Tetra Pak confirmed SAIC had asked the company to provide information concerning its business in China, but said it had not received formal notice of any investigation. “We are co-operating and providing whatever information they require,” it said. China is Tetra Pak’s biggest market by revenue.
When China adopted its Anti-Monopoly Law in 2008, it split the regulatory responsibility between the Ministry of Commerce, which deals with merger oversight, and NDRC and SAIC for the so-called “behavioural” aspects of competition, such as market dominance.
Analysts say SAIC’s role is likely to cover practices other than pricing, which falls into NDRC’s area of responsibility. “The Tetra Pak case should help us understand what to expect from SAIC as a regulator in this field,” the Hong Kong lawyer said.
The government probe into drug pricing mainly targets mainland companies, and only a handful of multinationals, including Astellas of Japan, Merck of the US andGlaxoSmithKline in the UK.
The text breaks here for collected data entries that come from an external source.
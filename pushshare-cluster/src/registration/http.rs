use std::time::Duration;

use async_trait::async_trait;
use reqwest::{Client, Response};
use serde::Deserialize;
use tracing::debug;
use url::Url;

use pushshare_core::metrics;
use pushshare_core::models::{ConnectionId, InstanceId};

use super::{InstanceRegistry, Registration};
use crate::error::{Error, Result};

/// Error body the push server sends alongside non-2xx responses
#[derive(Debug, Deserialize)]
struct ErrorBody {
    #[serde(default)]
    error: Option<String>,
}

/// `InstanceRegistry` over the server's HTTP endpoints
#[derive(Debug, Clone)]
pub struct HttpRegistrationClient {
    client: Client,
    base_url: Url,
    request_timeout: Duration,
}

impl HttpRegistrationClient {
    pub fn new(base_url: &str, request_timeout: Duration) -> Result<Self> {
        Self::with_client(build_client()?, base_url, request_timeout)
    }

    /// Reuse an existing client, e.g. to share its connection pool with
    /// [`crate::relay::SseConnector::with_client`]
    pub fn with_client(client: Client, base_url: &str, request_timeout: Duration) -> Result<Self> {
        Ok(Self {
            client,
            base_url: normalize_base_url(base_url)?,
            request_timeout,
        })
    }

    #[must_use]
    pub const fn base_url(&self) -> &Url {
        &self.base_url
    }

    async fn get(&self, operation: &'static str, path: &str, query: &[(&str, &str)]) -> Result<Response> {
        let url = self
            .base_url
            .join(path)
            .map_err(|e| Error::Configuration(format!("Invalid endpoint {path}: {e}")))?;

        let response = self
            .client
            .get(url)
            .query(query)
            .timeout(self.request_timeout)
            .send()
            .await
            .map_err(|e| {
                metrics::REGISTRATION_FAILURES.with_label_values(&[operation]).inc();
                if e.is_timeout() {
                    Error::Timeout(format!("{operation} after {:?}", self.request_timeout))
                } else {
                    Error::RegistrationFailed(format!("{operation}: {e}"))
                }
            })?;

        if response.status().is_success() {
            return Ok(response);
        }

        metrics::REGISTRATION_FAILURES.with_label_values(&[operation]).inc();
        let status = response.status();
        let message = response
            .json::<ErrorBody>()
            .await
            .ok()
            .and_then(|body| body.error)
            .unwrap_or_else(|| status.to_string());
        Err(Error::RegistrationFailed(format!("{operation}: {message}")))
    }
}

#[async_trait]
impl InstanceRegistry for HttpRegistrationClient {
    async fn register_new(&self, existing: Option<ConnectionId>) -> Result<Registration> {
        let query: Vec<(&str, &str)> = existing
            .as_ref()
            .map(|id| vec![("connection_id", id.as_str())])
            .unwrap_or_default();

        let response = self.get("add_user", "add/user", &query).await?;
        let registration: Registration = response
            .json()
            .await
            .map_err(|e| Error::RegistrationFailed(format!("add_user: invalid response: {e}")))?;

        debug!(
            instance_id = %registration.instance_id,
            connection_id = %registration.connection_id,
            requested = ?existing,
            "Registered instance"
        );
        Ok(registration)
    }

    async fn change_connection(&self, instance_id: InstanceId, connection_id: ConnectionId) -> Result<()> {
        self.get(
            "update_user",
            "update/user",
            &[
                ("instance_id", instance_id.as_str()),
                ("connection_id", connection_id.as_str()),
            ],
        )
        .await?;
        debug!(instance_id = %instance_id, connection_id = %connection_id, "Instance moved to connection");
        Ok(())
    }

    async fn remove_instance(&self, instance_id: InstanceId) -> Result<()> {
        self.get("remove_user", "remove/user", &[("instance_id", instance_id.as_str())])
            .await?;
        debug!(instance_id = %instance_id, "Instance removed");
        Ok(())
    }
}

/// HTTP client shared by the registration endpoints and the push stream
pub fn build_client() -> Result<Client> {
    Client::builder()
        .build()
        .map_err(|e| Error::Configuration(format!("Failed to build HTTP client: {e}")))
}

/// Parse the server base URL so relative endpoint paths join beneath it
pub(crate) fn normalize_base_url(base_url: &str) -> Result<Url> {
    let mut url = Url::parse(base_url)
        .map_err(|e| Error::Configuration(format!("Invalid server base URL {base_url}: {e}")))?;
    if !url.path().ends_with('/') {
        let path = format!("{}/", url.path());
        url.set_path(&path);
    }
    Ok(url)
}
The government has been expanding access to medical insurance and deepening the services it covers in recent years and, like administrations everywhere, it is eager to bear down on costs. Official statistics put China’s total pharmaceutical sales in 2011 at $71bn.
“All over the world, regulators want cases that directly impact consumers. That applies to the formula case. It will probably be very popular,” said Sebastien Evrard, a partner at Jones Day in Beijing.
Foreign-made formula in the $12bn-a-year market is sold in China through multiple layers of distributors. According to lawyers, the investigation covers the relationship between manufacturers, distributors and retailers.
It also looks at attempts by the branded companies to force retailers not to offer their product below a certain minimum price – a practice known as resale price maintenance – which is illegal under Chinese antitrust law and in many other countries.
A can of foreign formula in China can be up to twice as expensive as its equivalent in Europe.
But while the investigation targets five foreign brands, it also involves two Chinese companies, Zhejiang-based Beingmate, which said it will cut prices soon, and Guangzhou-based Biostime. Chinese dairy groups Mengniu and Bright Dairy said they were not involved.
Some lawyers argue the baby milk investigation represents a logical next step in NDRC’s evolution as an antitrust regulator. In January, the department followed regulators in other countries in fining foreign LCD panel makers for operating a price cartel.
Shortly afterwards, it handed another hefty fine to Moutai and Wuliangye, China’s leading makers of baijiu, the homegrown spirit, over resale price maintenance.
“With those two cases, they signalled that they were ready to target foreign companies and that they were ready to move against resale price maintenance, so the formula companies should have seen it coming,” said one lawyer.